License	BSD-3-Clause
Maintainer	Jamie Willis, Gigaparsec Maintainers
Stability	experimental
Safe Haskell	Safe
Language	Haskell2010

Text.Gigaparsec.Token.Lexer

Contents

Lexing
Lexemes and Non-Lexemes
Symbolic Tokens
Name Tokens
Numeric Tokens
- Integer Parsers
  - Fixed-Base Parsers
  - Fixed-Width Numeric Tokens
Textual Tokens
- String Parsers
- Character Parsers
Whitespace and Comments

Description

This module provides a large selection of functionality concerned with lexing.

In traditional compilers, lexing and parsing are two largely separate processes; lexing turns raw input into a series of tokens, and parsing then processes these tokens.
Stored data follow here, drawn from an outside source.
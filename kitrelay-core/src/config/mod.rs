//! Configuration loading and management
//!
//! Two kinds of configuration feed the engine:
//! - the local application config, loaded from `~/.config/kitrelay/config.toml`
//! - the remote kit configuration snapshot, parsed per kit by [`kit`]
//!
//! This module follows the XDG Base Directory Specification:
//! - Config: `$XDG_CONFIG_HOME/kitrelay/` (~/.config/kitrelay/)
//! - State/Logs: `$XDG_STATE_HOME/kitrelay/` (~/.local/state/kitrelay/)

pub mod kit;

pub use kit::{Bracketing, KitConfiguration, Settings};

use crate::error::{Error, Result};
use crate::types::KitId;
use serde::Deserialize;
use std::path::{Path, PathBuf};

/// Returns a best-effort home directory path.
fn home_dir() -> PathBuf {
    std::env::var_os("HOME")
        .map(PathBuf::from)
        .or_else(dirs::home_dir)
        .unwrap_or_else(|| PathBuf::from("."))
}

/// Returns XDG_CONFIG_HOME or ~/.config
fn xdg_config_home() -> PathBuf {
    std::env::var("XDG_CONFIG_HOME")
        .map(PathBuf::from)
        .unwrap_or_else(|_| home_dir().join(".config"))
}

/// Returns XDG_STATE_HOME or ~/.local/state
fn xdg_state_home() -> PathBuf {
    std::env::var("XDG_STATE_HOME")
        .map(PathBuf::from)
        .unwrap_or_else(|_| home_dir().join(".local/state"))
}

/// Main configuration struct
#[derive(Debug, Deserialize, Default, Clone)]
pub struct Config {
    /// Logging configuration
    #[serde(default)]
    pub logging: LoggingConfig,

    /// Fan-out engine tuning
    #[serde(default)]
    pub engine: EngineConfig,

    /// Host values used when no live host is attached (CLI replay)
    #[serde(default)]
    pub host: HostConfig,
}

/// Fan-out engine configuration
#[derive(Debug, Deserialize, Clone)]
pub struct EngineConfig {
    /// Queue dispatch calls until the first kit configuration is applied
    #[serde(default = "default_queue_until_configured")]
    pub queue_until_configured: bool,

    /// Maximum number of calls held while waiting for configuration
    #[serde(default = "default_replay_queue_capacity")]
    pub replay_queue_capacity: usize,

    /// Buffer size of the activation/deactivation signal channel
    #[serde(default = "default_signal_capacity")]
    pub signal_capacity: usize,

    /// Delimiter used when collapsing list attributes for kits without list support
    #[serde(default = "default_list_delimiter")]
    pub list_delimiter: String,

    /// Restrict the set of kit ids this runtime supports (all registered when unset)
    #[serde(default)]
    pub supported_kits: Option<Vec<KitId>>,
}

impl Default for EngineConfig {
    fn default() -> Self {
        Self {
            queue_until_configured: default_queue_until_configured(),
            replay_queue_capacity: default_replay_queue_capacity(),
            signal_capacity: default_signal_capacity(),
            list_delimiter: default_list_delimiter(),
            supported_kits: None,
        }
    }
}

impl EngineConfig {
    /// Validate configuration, returning error message if invalid
    pub fn validate(&self) -> Result<()> {
        if self.replay_queue_capacity == 0 {
            return Err(Error::Config(
                "engine.replay_queue_capacity must be at least 1".to_string(),
            ));
        }
        if self.signal_capacity == 0 {
            return Err(Error::Config(
                "engine.signal_capacity must be at least 1".to_string(),
            ));
        }
        if self.list_delimiter.is_empty() {
            return Err(Error::Config(
                "engine.list_delimiter must not be empty".to_string(),
            ));
        }
        Ok(())
    }
}

fn default_queue_until_configured() -> bool {
    true
}

fn default_replay_queue_capacity() -> usize {
    1000
}

fn default_signal_capacity() -> usize {
    64
}

fn default_list_delimiter() -> String {
    ",".to_string()
}

/// Static host values
#[derive(Debug, Deserialize, Clone, Default)]
pub struct HostConfig {
    /// User bucket (0-99) used for kit bracketing
    #[serde(default)]
    pub user_bucket: u8,

    /// Whether the user opted out of tracking
    #[serde(default)]
    pub opted_out: bool,
}

/// Logging configuration
#[derive(Debug, Deserialize, Clone)]
pub struct LoggingConfig {
    /// Log level (trace, debug, info, warn, error)
    #[serde(default = "default_log_level")]
    pub level: String,

    /// Maximum number of log files to keep
    #[serde(default = "default_max_log_files")]
    pub max_files: usize,
}

impl Default for LoggingConfig {
    fn default() -> Self {
        Self {
            level: default_log_level(),
            max_files: default_max_log_files(),
        }
    }
}

fn default_log_level() -> String {
    "info".to_string()
}

fn default_max_log_files() -> usize {
    5
}

impl Config {
    /// Load configuration from the default path
    pub fn load() -> Result<Self> {
        let config_path = Self::config_path();

        if !config_path.exists() {
            tracing::info!("No config file found at {:?}, using defaults", config_path);
            return Ok(Config::default());
        }

        Self::load_from(&config_path)
    }

    /// Load configuration from a specific path
    pub fn load_from(path: &Path) -> Result<Self> {
        let content = std::fs::read_to_string(path)
            .map_err(|e| Error::Config(format!("failed to read config file {:?}: {}", path, e)))?;

        let config: Config = toml::from_str(&content)
            .map_err(|e| Error::Config(format!("failed to parse config: {}", e)))?;

        config.engine.validate()?;
        Ok(config)
    }

    /// Returns the default config file path
    ///
    /// `$XDG_CONFIG_HOME/kitrelay/config.toml` (~/.config/kitrelay/config.toml)
    pub fn config_path() -> PathBuf {
        xdg_config_home().join("kitrelay").join("config.toml")
    }

    /// Returns the state directory path (for logs)
    ///
    /// `$XDG_STATE_HOME/kitrelay/` (~/.local/state/kitrelay/)
    pub fn state_dir() -> PathBuf {
        xdg_state_home().join("kitrelay")
    }

    /// Returns the log file path
    ///
    /// `$XDG_STATE_HOME/kitrelay/kitrelay.log` (~/.local/state/kitrelay/kitrelay.log)
    pub fn log_path() -> PathBuf {
        Self::state_dir().join("kitrelay.log")
    }
}

#[cfg(test)]
mod tests {
    use super::*;

    #[test]
    fn test_default_config() {
        let config = Config::default();
        assert!(config.engine.queue_until_configured);
        assert_eq!(config.engine.replay_queue_capacity, 1000);
        assert_eq!(config.engine.list_delimiter, ",");
        assert_eq!(config.logging.level, "info");
        assert!(config.engine.validate().is_ok());
    }

    #[test]
    fn test_parse_config() {
        let toml = r#"
[engine]
queue_until_configured = false
list_delimiter = "|"
supported_kits = [1, 2, 3]

[host]
user_bucket = 42

[logging]
level = "debug"
"#;
        let config: Config = toml::from_str(toml).unwrap();

        assert!(!config.engine.queue_until_configured);
        assert_eq!(config.engine.list_delimiter, "|");
        assert_eq!(config.engine.supported_kits, Some(vec![1, 2, 3]));
        assert_eq!(config.host.user_bucket, 42);
        assert_eq!(config.logging.level, "debug");
    }

    #[test]
    fn test_engine_config_validation() {
        let config = EngineConfig {
            replay_queue_capacity: 0,
            ..Default::default()
        };
        assert!(config.validate().is_err());

        let config = EngineConfig {
            list_delimiter: String::new(),
            ..Default::default()
        };
        assert!(config.validate().is_err());
    }

    #[test]
    fn test_load_from_file() {
        let dir = tempfile::tempdir().unwrap();
        let path = dir.path().join("config.toml");
        std::fs::write(&path, "[engine]\nsignal_capacity = 8\n").unwrap();

        let config = Config::load_from(&path).unwrap();
        assert_eq!(config.engine.signal_capacity, 8);

        std::fs::write(&path, "[engine]\nsignal_capacity = 0\n").unwrap();
        assert!(Config::load_from(&path).is_err());
    }

    #[test]
    fn test_log_path() {
        assert!(Config::log_path().ends_with("kitrelay.log"));
    }
}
Parser combinators, on the other hand, are often implemented to deal directly with the input stream.

Nonetheless, a lexer abstraction may be achieved by defining a core set of lexing combinators that convert input to tokens, and then defining the parsing combinators in terms of these. The parsers defined using Lexer construct these lexing combinators, which creates a clear and logical separation from the rest of the parser.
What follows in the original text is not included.